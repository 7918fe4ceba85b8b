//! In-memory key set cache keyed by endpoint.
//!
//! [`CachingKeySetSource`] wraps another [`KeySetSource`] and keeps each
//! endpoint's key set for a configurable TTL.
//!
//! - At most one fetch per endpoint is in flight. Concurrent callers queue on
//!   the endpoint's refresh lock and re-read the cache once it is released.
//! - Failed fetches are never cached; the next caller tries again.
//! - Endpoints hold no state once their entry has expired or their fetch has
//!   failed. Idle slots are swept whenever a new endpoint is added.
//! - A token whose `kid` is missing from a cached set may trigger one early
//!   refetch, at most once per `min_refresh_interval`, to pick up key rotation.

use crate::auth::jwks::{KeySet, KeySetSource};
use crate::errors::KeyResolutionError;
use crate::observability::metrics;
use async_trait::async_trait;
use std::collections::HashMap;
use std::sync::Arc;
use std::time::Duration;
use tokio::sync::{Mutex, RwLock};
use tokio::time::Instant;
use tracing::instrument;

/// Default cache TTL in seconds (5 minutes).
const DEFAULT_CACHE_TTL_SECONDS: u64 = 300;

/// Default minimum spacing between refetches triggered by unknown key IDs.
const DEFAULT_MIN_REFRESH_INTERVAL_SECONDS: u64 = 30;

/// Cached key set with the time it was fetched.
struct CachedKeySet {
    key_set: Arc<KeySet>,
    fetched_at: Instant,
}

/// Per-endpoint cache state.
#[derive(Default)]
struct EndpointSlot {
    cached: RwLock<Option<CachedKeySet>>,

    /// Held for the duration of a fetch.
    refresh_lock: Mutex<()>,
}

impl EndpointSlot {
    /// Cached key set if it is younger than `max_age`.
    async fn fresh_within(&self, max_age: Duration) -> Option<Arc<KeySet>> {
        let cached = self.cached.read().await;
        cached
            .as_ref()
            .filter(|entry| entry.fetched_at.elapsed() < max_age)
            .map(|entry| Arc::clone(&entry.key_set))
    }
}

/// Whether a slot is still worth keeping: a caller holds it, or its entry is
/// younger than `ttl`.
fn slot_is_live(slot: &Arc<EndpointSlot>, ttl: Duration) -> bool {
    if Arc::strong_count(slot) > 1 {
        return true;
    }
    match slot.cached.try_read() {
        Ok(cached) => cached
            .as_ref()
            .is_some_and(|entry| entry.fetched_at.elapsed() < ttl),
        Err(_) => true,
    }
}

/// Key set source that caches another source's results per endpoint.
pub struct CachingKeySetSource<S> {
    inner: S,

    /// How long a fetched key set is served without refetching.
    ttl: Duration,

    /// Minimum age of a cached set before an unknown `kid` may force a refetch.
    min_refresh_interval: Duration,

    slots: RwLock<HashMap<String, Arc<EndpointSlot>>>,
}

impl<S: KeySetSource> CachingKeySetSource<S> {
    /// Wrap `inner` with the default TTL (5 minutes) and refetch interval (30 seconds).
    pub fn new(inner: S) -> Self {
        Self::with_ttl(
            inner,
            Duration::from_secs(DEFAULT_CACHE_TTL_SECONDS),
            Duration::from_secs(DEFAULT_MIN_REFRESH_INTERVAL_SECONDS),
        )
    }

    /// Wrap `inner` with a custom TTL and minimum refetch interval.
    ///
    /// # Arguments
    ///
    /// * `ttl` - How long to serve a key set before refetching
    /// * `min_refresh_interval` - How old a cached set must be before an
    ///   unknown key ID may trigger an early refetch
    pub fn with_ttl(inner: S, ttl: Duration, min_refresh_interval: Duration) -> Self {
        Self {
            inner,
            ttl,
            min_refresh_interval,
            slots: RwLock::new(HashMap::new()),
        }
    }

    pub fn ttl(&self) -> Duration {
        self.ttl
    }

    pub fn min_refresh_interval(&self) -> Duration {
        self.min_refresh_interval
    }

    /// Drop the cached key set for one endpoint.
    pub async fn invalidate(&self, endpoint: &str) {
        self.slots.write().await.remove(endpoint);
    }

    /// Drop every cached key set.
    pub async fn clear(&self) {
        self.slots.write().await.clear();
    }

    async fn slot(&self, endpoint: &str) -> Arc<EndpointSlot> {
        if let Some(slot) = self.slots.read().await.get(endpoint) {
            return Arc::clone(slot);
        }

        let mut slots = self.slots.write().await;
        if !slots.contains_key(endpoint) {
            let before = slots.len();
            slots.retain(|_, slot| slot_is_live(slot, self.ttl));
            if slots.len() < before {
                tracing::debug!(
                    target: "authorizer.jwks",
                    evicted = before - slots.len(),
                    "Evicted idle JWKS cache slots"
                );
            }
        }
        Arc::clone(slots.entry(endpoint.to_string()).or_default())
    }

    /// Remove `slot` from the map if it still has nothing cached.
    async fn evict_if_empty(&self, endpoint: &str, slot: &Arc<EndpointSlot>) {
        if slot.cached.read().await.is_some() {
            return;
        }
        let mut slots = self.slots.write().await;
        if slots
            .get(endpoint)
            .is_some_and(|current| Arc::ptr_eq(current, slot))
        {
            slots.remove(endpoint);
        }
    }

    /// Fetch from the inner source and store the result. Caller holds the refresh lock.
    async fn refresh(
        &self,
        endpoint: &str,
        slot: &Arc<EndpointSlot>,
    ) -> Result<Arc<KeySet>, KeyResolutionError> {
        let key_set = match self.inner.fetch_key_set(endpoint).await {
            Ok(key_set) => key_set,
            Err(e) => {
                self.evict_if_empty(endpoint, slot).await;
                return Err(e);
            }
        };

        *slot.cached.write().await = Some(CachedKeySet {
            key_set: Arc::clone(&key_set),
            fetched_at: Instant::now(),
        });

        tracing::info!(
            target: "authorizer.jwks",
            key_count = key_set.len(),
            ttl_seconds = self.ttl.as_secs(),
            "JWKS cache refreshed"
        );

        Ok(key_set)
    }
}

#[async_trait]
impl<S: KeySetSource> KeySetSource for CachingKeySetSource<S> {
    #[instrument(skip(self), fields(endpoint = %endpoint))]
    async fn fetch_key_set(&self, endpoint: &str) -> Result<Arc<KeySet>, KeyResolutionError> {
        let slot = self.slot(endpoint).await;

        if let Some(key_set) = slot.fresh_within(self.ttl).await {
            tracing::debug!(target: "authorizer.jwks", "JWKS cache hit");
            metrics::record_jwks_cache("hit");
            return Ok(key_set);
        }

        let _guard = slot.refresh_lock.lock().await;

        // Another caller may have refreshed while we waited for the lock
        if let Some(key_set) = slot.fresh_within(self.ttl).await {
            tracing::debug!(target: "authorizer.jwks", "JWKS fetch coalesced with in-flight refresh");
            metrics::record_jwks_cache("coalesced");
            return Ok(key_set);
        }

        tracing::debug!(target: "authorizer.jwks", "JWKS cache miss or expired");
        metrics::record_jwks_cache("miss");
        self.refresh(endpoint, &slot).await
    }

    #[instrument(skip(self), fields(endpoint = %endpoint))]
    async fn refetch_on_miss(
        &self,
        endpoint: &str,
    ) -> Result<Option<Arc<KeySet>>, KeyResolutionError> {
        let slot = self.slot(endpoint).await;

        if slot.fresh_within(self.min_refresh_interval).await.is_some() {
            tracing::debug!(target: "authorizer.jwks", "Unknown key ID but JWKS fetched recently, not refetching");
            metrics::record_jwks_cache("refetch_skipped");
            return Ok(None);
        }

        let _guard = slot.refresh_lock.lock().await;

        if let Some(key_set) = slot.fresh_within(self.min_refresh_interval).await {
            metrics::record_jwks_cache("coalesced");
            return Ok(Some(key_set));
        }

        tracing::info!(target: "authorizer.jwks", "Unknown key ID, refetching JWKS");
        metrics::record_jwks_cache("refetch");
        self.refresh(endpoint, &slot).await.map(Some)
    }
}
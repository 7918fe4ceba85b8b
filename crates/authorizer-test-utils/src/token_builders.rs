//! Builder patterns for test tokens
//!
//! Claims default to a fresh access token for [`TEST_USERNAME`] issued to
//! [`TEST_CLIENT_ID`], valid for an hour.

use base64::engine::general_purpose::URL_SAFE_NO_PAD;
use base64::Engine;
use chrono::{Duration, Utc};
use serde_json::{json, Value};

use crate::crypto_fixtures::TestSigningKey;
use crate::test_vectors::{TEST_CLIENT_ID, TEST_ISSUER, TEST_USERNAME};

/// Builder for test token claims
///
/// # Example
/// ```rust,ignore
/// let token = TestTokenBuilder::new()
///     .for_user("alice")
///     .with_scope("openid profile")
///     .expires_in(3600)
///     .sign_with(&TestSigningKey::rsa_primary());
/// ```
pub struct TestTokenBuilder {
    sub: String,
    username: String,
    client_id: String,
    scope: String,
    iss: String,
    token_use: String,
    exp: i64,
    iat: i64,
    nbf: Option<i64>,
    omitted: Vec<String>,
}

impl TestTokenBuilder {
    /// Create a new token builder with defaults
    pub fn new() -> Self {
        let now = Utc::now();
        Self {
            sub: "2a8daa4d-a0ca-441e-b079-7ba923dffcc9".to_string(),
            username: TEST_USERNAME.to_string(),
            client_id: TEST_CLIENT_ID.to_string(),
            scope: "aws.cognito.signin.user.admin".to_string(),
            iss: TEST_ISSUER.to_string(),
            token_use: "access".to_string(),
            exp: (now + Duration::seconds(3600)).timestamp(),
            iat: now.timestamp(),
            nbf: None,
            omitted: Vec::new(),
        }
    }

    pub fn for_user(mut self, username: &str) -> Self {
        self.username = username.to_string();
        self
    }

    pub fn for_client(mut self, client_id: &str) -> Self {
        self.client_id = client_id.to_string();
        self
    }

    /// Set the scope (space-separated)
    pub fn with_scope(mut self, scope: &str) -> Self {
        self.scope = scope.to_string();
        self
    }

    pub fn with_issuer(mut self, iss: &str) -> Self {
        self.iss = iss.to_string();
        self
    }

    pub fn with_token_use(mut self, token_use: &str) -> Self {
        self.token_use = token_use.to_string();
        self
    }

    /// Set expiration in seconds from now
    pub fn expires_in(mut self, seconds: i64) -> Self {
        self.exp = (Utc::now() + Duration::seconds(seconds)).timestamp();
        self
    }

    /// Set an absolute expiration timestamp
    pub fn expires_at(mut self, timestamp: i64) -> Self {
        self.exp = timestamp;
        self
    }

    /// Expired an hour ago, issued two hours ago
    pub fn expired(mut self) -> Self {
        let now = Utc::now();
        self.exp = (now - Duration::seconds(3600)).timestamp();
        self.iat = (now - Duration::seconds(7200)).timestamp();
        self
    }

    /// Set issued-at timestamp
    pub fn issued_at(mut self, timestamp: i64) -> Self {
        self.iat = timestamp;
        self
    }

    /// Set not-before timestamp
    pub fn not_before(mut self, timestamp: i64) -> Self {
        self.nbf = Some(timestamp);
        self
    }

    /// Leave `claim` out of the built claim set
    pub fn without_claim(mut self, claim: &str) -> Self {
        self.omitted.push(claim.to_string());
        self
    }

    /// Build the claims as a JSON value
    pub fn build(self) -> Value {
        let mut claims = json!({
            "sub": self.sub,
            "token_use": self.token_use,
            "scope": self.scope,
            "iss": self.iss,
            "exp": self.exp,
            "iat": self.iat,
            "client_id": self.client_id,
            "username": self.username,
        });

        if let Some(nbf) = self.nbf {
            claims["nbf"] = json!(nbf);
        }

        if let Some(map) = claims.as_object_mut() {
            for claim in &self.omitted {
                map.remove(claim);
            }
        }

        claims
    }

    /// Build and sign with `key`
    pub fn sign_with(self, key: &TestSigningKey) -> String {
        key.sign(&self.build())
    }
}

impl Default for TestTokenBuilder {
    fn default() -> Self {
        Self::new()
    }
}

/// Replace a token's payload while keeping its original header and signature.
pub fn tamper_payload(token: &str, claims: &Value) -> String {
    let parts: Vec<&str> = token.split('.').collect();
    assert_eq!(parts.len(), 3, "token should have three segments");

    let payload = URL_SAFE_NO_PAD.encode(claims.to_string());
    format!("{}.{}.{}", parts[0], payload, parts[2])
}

************

TRY IT -> Please write out, exactly as they appear above, only the lines in the stretch from the line with "if let Some(map)" through the line with "impl Default for".

THE COMPLETED TASK ->
        if let Some(map) = claims.as_object_mut() {
            for claim in &self.omitted {
                map.remove(claim);
            }
        }

        claims
    }

    /// Build and sign with `key`
    pub fn sign_with(self, key: &TestSigningKey) -> String {
        key.sign(&self.build())
    }
}

impl Default for TestTokenBuilder {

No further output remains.